**Task instructions**: Both the line below containing "args.push(profile.clone());" and the line containing "let mut statuses = HashMap::new();", along with every line between them, should be repeated exactly; no other line belongs in the answer.

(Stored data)
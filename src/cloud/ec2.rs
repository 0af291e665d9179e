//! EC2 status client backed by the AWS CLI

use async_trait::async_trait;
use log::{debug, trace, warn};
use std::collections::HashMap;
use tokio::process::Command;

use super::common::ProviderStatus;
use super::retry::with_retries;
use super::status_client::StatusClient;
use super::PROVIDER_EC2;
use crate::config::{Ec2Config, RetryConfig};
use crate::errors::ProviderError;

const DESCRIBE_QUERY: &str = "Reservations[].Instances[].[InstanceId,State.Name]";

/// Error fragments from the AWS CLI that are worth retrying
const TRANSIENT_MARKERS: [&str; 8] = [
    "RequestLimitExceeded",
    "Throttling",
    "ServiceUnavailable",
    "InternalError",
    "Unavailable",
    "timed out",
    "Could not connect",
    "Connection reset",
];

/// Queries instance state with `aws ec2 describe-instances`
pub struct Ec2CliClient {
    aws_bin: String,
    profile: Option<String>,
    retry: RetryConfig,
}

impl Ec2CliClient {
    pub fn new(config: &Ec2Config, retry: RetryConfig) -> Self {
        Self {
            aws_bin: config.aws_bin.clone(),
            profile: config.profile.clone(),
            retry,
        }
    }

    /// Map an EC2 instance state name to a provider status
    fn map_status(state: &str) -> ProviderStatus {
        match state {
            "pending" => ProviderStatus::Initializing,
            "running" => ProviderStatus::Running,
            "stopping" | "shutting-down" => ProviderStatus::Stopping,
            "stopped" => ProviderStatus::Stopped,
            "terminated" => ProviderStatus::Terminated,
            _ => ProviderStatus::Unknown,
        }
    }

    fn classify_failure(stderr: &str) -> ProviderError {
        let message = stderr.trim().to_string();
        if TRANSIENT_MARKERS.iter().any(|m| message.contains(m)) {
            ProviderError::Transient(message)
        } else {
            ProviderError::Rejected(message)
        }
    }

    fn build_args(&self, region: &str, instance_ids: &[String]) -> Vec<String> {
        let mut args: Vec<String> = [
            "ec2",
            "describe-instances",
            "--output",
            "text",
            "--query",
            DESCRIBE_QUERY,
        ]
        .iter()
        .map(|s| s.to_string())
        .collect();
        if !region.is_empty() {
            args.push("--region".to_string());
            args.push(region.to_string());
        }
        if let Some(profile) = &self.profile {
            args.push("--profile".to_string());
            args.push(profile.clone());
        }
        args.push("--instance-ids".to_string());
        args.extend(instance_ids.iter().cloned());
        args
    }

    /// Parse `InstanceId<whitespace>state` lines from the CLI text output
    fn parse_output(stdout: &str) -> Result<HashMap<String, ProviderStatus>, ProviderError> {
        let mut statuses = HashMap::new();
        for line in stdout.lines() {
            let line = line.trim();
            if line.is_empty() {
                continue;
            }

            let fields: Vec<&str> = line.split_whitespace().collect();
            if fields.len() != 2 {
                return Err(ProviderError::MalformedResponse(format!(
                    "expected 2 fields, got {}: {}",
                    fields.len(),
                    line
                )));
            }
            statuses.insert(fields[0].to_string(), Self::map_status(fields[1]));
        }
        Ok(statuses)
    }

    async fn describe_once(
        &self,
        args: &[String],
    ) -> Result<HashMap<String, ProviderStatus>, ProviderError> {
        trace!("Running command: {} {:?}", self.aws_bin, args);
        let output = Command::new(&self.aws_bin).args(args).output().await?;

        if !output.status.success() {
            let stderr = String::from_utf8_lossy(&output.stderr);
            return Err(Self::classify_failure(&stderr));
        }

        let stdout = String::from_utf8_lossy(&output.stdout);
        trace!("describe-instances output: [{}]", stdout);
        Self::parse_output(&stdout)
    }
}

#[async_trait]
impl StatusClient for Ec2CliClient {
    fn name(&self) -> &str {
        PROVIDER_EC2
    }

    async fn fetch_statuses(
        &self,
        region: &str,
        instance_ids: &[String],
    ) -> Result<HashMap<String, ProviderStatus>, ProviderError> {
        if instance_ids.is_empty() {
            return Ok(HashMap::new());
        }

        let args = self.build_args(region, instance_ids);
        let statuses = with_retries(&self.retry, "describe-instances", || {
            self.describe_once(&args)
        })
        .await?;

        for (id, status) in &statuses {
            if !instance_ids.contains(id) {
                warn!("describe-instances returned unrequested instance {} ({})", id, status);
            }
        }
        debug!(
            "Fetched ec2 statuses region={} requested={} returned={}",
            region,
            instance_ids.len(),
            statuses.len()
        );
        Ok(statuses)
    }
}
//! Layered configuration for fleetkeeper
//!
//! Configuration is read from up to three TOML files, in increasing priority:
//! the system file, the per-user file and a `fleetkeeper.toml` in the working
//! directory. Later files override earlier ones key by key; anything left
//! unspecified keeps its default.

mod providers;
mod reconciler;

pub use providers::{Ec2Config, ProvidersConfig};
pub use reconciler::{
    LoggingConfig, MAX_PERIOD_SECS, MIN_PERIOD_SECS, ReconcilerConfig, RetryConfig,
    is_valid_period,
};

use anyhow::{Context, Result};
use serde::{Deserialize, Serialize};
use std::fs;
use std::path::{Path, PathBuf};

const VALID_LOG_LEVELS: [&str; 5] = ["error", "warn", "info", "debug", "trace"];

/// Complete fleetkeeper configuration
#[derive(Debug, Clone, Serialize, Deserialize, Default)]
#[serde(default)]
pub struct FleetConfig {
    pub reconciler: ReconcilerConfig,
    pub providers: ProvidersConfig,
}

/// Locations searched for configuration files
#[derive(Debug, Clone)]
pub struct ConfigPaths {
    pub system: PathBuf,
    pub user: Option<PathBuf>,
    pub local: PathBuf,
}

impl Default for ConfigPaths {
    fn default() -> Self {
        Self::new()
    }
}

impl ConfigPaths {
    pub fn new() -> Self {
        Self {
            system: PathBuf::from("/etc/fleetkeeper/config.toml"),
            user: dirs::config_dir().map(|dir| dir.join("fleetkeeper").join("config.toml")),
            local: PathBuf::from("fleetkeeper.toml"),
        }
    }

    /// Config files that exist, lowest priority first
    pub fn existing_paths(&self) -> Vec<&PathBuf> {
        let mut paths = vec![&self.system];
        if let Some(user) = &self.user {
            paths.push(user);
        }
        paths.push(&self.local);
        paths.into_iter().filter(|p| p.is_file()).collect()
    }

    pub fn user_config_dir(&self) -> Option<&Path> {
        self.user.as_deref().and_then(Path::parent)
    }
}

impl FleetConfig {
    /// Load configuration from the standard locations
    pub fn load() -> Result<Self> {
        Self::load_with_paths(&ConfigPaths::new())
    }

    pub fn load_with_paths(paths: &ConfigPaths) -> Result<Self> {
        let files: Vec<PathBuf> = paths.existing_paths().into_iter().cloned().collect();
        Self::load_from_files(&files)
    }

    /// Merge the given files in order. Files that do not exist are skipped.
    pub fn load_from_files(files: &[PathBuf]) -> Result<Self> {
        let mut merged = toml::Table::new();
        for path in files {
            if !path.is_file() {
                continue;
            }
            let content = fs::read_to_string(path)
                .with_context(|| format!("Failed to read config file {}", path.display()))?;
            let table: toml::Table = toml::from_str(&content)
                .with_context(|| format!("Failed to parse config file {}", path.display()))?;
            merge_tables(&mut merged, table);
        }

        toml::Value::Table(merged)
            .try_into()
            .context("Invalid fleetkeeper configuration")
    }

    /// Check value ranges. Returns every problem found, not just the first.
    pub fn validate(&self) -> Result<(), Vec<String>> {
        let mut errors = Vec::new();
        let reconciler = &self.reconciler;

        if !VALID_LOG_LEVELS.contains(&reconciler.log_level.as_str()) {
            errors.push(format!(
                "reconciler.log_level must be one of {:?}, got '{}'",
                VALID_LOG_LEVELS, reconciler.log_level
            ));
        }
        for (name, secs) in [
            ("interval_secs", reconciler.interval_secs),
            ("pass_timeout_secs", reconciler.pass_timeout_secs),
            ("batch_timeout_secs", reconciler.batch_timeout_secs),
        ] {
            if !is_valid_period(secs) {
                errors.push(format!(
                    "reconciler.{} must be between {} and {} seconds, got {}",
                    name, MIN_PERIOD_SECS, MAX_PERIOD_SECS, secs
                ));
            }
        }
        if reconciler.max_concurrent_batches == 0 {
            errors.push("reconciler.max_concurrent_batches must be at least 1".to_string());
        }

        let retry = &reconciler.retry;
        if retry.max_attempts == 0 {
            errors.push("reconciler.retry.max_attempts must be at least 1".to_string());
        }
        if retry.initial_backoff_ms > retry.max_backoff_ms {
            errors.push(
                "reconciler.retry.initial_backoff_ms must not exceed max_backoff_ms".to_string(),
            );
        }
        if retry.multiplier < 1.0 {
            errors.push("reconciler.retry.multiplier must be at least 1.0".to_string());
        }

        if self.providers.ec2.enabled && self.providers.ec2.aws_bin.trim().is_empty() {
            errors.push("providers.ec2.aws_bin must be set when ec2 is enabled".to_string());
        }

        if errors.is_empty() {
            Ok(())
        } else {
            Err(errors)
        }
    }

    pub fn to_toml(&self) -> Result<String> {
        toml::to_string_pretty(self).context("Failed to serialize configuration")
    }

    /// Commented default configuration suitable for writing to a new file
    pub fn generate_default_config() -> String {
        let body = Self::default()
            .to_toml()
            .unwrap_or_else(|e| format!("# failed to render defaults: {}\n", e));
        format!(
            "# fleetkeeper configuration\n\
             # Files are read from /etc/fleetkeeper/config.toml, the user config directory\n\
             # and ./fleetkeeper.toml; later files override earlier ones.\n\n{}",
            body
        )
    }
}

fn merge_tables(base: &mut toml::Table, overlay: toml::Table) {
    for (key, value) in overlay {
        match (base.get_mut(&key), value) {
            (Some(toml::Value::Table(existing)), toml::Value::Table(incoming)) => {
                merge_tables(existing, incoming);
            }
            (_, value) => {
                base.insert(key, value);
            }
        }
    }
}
==
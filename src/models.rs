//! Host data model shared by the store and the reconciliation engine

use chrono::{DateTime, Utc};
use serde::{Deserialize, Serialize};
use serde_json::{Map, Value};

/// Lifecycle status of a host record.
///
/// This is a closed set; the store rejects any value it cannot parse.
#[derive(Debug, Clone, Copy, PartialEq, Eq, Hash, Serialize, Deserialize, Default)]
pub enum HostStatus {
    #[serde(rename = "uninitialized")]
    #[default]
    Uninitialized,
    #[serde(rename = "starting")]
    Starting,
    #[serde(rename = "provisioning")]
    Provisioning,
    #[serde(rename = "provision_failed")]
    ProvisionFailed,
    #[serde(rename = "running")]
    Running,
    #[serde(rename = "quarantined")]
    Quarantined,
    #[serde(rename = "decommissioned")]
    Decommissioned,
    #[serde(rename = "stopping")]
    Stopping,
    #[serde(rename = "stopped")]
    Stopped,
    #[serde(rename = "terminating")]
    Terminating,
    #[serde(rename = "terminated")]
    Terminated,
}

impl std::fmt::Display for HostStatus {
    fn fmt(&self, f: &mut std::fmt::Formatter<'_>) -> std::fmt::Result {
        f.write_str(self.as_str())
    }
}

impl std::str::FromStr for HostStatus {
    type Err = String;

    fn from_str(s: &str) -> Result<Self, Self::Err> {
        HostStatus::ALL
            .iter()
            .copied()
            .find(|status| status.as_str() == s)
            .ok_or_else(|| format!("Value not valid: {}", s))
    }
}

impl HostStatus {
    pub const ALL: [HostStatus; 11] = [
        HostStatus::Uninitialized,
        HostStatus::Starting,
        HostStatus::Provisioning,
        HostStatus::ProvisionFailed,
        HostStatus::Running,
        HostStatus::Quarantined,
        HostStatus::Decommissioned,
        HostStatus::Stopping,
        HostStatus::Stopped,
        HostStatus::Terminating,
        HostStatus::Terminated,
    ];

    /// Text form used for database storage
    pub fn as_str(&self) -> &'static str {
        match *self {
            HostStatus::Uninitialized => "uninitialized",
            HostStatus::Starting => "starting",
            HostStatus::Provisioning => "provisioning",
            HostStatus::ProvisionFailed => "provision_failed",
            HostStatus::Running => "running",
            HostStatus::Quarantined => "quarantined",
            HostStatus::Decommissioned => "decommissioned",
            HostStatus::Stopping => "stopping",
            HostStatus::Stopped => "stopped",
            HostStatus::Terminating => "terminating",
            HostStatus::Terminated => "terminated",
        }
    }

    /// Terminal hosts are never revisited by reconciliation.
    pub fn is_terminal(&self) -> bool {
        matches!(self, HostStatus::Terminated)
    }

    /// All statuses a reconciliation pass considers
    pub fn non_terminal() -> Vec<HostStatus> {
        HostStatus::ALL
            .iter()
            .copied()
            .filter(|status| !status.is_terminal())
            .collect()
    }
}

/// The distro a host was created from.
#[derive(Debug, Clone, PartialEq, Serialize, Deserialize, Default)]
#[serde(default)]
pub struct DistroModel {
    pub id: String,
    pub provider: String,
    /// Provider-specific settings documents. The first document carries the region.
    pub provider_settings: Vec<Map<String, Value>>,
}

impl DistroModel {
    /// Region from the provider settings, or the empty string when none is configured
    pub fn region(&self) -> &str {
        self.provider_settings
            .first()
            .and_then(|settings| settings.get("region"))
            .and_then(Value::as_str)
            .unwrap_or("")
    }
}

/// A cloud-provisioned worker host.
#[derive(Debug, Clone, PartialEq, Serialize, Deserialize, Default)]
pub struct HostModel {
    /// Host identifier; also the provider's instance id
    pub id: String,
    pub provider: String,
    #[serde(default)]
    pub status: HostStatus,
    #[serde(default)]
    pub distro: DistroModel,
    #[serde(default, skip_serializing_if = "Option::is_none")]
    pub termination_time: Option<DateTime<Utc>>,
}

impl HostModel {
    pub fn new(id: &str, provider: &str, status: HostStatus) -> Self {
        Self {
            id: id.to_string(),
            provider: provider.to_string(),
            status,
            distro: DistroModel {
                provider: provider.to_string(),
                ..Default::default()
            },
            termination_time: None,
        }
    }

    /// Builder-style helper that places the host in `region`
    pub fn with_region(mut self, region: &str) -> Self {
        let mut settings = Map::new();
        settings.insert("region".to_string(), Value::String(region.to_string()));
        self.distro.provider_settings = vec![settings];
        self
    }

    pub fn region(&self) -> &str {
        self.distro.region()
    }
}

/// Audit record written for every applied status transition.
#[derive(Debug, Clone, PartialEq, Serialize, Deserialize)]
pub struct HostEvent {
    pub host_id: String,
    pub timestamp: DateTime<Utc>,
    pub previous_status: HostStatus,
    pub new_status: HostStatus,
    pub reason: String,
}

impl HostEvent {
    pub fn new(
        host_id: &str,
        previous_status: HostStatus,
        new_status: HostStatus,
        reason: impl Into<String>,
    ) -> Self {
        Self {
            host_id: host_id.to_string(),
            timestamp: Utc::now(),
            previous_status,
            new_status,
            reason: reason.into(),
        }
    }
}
...
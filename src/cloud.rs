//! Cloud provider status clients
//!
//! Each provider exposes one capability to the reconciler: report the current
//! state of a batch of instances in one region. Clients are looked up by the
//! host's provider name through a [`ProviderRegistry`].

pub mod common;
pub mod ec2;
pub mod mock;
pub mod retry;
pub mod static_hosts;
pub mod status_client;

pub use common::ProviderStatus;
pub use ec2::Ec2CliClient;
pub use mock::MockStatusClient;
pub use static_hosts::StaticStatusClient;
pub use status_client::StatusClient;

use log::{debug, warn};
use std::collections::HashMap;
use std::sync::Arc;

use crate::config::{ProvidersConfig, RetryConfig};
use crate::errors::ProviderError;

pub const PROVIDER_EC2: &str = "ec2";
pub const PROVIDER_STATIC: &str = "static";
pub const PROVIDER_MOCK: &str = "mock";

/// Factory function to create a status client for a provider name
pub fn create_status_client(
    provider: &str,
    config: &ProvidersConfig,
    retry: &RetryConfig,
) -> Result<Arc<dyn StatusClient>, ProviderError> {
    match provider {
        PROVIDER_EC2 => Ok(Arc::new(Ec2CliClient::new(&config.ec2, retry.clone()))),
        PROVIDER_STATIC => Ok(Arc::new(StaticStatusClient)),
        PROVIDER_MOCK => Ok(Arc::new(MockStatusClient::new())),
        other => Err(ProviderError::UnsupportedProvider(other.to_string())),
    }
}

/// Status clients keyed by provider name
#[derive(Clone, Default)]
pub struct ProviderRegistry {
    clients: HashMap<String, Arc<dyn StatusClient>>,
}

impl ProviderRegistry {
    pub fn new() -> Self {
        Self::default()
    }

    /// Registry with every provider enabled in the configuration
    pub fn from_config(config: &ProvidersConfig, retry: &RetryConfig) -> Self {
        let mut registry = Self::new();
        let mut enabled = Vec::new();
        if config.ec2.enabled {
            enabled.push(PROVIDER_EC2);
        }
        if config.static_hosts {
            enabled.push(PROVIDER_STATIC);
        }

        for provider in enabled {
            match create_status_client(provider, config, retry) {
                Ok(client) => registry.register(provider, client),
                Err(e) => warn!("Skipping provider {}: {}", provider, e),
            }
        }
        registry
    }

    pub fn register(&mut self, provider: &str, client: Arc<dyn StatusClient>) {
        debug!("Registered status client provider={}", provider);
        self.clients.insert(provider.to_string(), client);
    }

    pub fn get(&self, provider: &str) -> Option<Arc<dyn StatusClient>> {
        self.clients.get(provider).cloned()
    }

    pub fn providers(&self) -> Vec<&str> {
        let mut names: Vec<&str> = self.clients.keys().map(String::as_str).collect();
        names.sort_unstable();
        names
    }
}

**Solution to this exercise**:
            args.push(profile.clone());
        }
        args.push("--instance-ids".to_string());
        args.extend(instance_ids.iter().cloned());
        args
    }

    /// Parse `InstanceId<whitespace>state` lines from the CLI text output
    fn parse_output(stdout: &str) -> Result<HashMap<String, ProviderStatus>, ProviderError> {
        let mut statuses = HashMap::new();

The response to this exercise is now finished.